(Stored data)

mod cli;
mod commands;
mod config;
mod paths;
mod ui;

use anyhow::Result;
use clap::{CommandFactory, Parser};
use clap_complete::generate;
use cli::{Cli, Command, ConnectionArgs};
use config::Config;
use pgsession::ConnectOptions;
use std::io;
use std::process::ExitCode;

/// Global context for the application
pub struct Context {
    pub quiet: bool,
    pub config: Config,
}

impl Context {
    /// Flags and environment first, then the config file, then defaults
    pub fn connect_options(&self, args: &ConnectionArgs) -> ConnectOptions {
        args.to_config()
            .or(self.config.connection.clone())
            .into_connect_options()
    }
}

fn main() -> ExitCode {
    let cli = Cli::parse();

    // Initialize logging based on verbosity
    let log_level = match cli.verbose {
        0 => log::LevelFilter::Warn,
        1 => log::LevelFilter::Info,
        2 => log::LevelFilter::Debug,
        _ => log::LevelFilter::Trace,
    };

    env_logger::Builder::new()
        .filter_level(if cli.quiet {
            log::LevelFilter::Error
        } else {
            log_level
        })
        .format_timestamp(None)
        .init();

    let json = cli.command.json();
    match run(cli) {
        Ok(()) => ExitCode::SUCCESS,
        Err(err) => {
            commands::report_error(&err, json);
            ExitCode::FAILURE
        }
    }
}

fn run(cli: Cli) -> Result<()> {
    if let Command::Completions { shell } = cli.command {
        let mut cmd = Cli::command();
        generate(shell, &mut cmd, "dbconverge", &mut io::stdout());
        return Ok(());
    }

    let ctx = Context {
        quiet: cli.quiet,
        config: Config::load(cli.config.as_deref())?,
    };

    match cli.command {
        Command::Apply(args) => commands::apply::run(&ctx, args),
        Command::Status(args) => commands::status::run(&ctx, args),
        Command::Completions { .. } => Ok(()),
    }
}
use colored::Colorize;
use converge::{Action, DesiredState, Outcome};

/// Print an info message
pub fn info(msg: &str) {
    println!("{} {}", "ℹ".blue(), msg);
}

/// Print a success message
pub fn success(msg: &str) {
    println!("{} {}", "✓".green(), msg);
}

/// Print an unchanged/no-op message
pub fn unchanged(msg: &str) {
    println!("{} {}", "○".dimmed(), msg);
}

/// Print an error message
pub fn error(msg: &str) {
    eprintln!("{} {}", "✗".red(), msg);
}

/// Print a key-value pair
pub fn kv(key: &str, value: &str) {
    println!("  {}: {}", key.dimmed(), value);
}

/// One-line description of an outcome, without decoration
pub fn describe(outcome: &Outcome, desired: DesiredState) -> String {
    let name = outcome.name.as_str();
    match (outcome.action, outcome.dry_run) {
        (Action::Create, false) => format!("database \"{name}\" created"),
        (Action::Drop, false) => format!("database \"{name}\" dropped"),
        (Action::Create, true) => format!("would create database \"{name}\""),
        (Action::Drop, true) => format!("would drop database \"{name}\""),
        (Action::None, _) => format!("database \"{name}\" already {desired}"),
    }
}

/// Print an outcome with the symbol matching what happened
pub fn outcome(outcome: &Outcome, desired: DesiredState) {
    let line = describe(outcome, desired);
    match (outcome.changed, outcome.dry_run) {
        (true, false) => success(&line),
        (true, true) => info(&line),
        (false, true) => unchanged(&format!("{line} {}", "(check mode)".dimmed())),
        (false, false) => unchanged(&line),
    }
}
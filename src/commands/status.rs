//! `dbconverge status`: report whether a database exists

use anyhow::Result;
use converge::{IdentifierKind, quote_identifier};

use crate::Context;
use crate::cli::StatusArgs;
use crate::ui;

pub fn run(ctx: &Context, args: StatusArgs) -> Result<()> {
    let identifier =
        quote_identifier(&args.name, IdentifierKind::Database).map_err(converge::Error::from)?;

    let opts = ctx.connect_options(&args.connection);
    let mut session = super::open_session(&opts)?;
    let target = session.target().to_string();

    let result = converge::observe(&mut session, &identifier);
    super::close_session(session);
    let observed = result?;

    if args.json {
        let doc = serde_json::json!({
            "db": args.name,
            "exists": observed.exists(),
        });
        println!("{doc}");
        return Ok(());
    }

    if observed.exists() {
        ui::success(&format!("database \"{}\" exists", args.name));
    } else {
        ui::unchanged(&format!("database \"{}\" does not exist", args.name));
    }
    if !ctx.quiet {
        ui::kv("server", &target);
        ui::kv("identifier", identifier.quoted());
    }
    Ok(())
}
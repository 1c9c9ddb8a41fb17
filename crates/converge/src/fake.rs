//! In-memory session double for tests

use crate::inspect::EXISTS_QUERY;
use crate::session::{Row, Session, SessionError};
use std::collections::BTreeSet;

/// Catalog of database names that understands the statements the
/// reconciler issues, and records everything it receives.
#[derive(Debug, Default)]
pub struct FakeSession {
    databases: BTreeSet<String>,
    queries: Vec<(String, Vec<String>)>,
    statements: Vec<String>,
    duplicate_rows: Option<usize>,
    query_failure: Option<String>,
    statement_failure: Option<SessionError>,
    read_only: bool,
    manual_commit: bool,
}

impl FakeSession {
    pub fn new() -> Self {
        Self::default()
    }

    pub fn with_databases<'a>(names: impl IntoIterator<Item = &'a str>) -> Self {
        Self {
            databases: names.into_iter().map(str::to_string).collect(),
            ..Self::default()
        }
    }

    /// Report `n` catalog rows for every lookup
    pub fn duplicate_rows(mut self, n: usize) -> Self {
        self.duplicate_rows = Some(n);
        self
    }

    pub fn fail_queries(mut self, message: &str) -> Self {
        self.query_failure = Some(message.to_string());
        self
    }

    pub fn fail_statements(mut self, err: SessionError) -> Self {
        self.statement_failure = Some(err);
        self
    }

    /// Panic on any mutating statement
    pub fn read_only(mut self) -> Self {
        self.read_only = true;
        self
    }

    pub fn without_autocommit(mut self) -> Self {
        self.manual_commit = true;
        self
    }

    pub fn contains(&self, name: &str) -> bool {
        self.databases.contains(name)
    }

    pub fn queries(&self) -> &[(String, Vec<String>)] {
        &self.queries
    }

    pub fn statements(&self) -> &[String] {
        &self.statements
    }
}

fn unquote(ident: &str) -> String {
    ident
        .strip_prefix('"')
        .and_then(|s| s.strip_suffix('"'))
        .unwrap_or(ident)
        .replace("\"\"", "\"")
}

impl Session for FakeSession {
    fn autocommit(&self) -> bool {
        !self.manual_commit
    }

    fn query(&mut self, sql: &str, params: &[&str]) -> Result<Vec<Row>, SessionError> {
        self.queries.push((
            sql.to_string(),
            params.iter().map(ToString::to_string).collect(),
        ));

        if let Some(message) = &self.query_failure {
            return Err(SessionError::new(message.clone()).with_sqlstate("57P01"));
        }
        assert_eq!(sql, EXISTS_QUERY, "unexpected query");

        let name = params.first().copied().unwrap_or_default();
        let matches = match self.duplicate_rows {
            Some(n) => n,
            None => usize::from(self.databases.contains(name)),
        };
        Ok((0..matches)
            .map(|_| Row::new(vec![Some(name.to_string())]))
            .collect())
    }

    fn execute(&mut self, sql: &str) -> Result<u64, SessionError> {
        assert!(!self.read_only, "mutating statement in read-only session: {sql}");
        self.statements.push(sql.to_string());

        if let Some(err) = &self.statement_failure {
            return Err(err.clone());
        }
        if self.manual_commit {
            return Err(SessionError::new(
                "CREATE DATABASE cannot run inside a transaction block",
            )
            .with_sqlstate("25001"));
        }

        if let Some(ident) = sql.strip_prefix("CREATE DATABASE ") {
            let name = unquote(ident);
            if !self.databases.insert(name.clone()) {
                return Err(SessionError::new(format!("database \"{name}\" already exists"))
                    .with_sqlstate("42P04"));
            }
        } else if let Some(ident) = sql.strip_prefix("DROP DATABASE ") {
            let name = unquote(ident);
            if !self.databases.remove(&name) {
                return Err(SessionError::new(format!("database \"{name}\" does not exist"))
                    .with_sqlstate("3D000"));
            }
        } else {
            panic!("unexpected statement: {sql}");
        }
        Ok(0)
    }
}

-- ACTIVITY --
The lines above from the one containing "let log_level = match" through the one containing "let mut cmd = Cli::command();" are to be set down exactly, and no others.

-- RESPONSE BELOW --
    let log_level = match cli.verbose {
        0 => log::LevelFilter::Warn,
        1 => log::LevelFilter::Info,
        2 => log::LevelFilter::Debug,
        _ => log::LevelFilter::Trace,
    };

    env_logger::Builder::new()
        .filter_level(if cli.quiet {
            log::LevelFilter::Error
        } else {
            log_level
        })
        .format_timestamp(None)
        .init();

    let json = cli.command.json();
    match run(cli) {
        Ok(()) => ExitCode::SUCCESS,
        Err(err) => {
            commands::report_error(&err, json);
            ExitCode::FAILURE
        }
    }
}

fn run(cli: Cli) -> Result<()> {
    if let Command::Completions { shell } = cli.command {
        let mut cmd = Cli::command();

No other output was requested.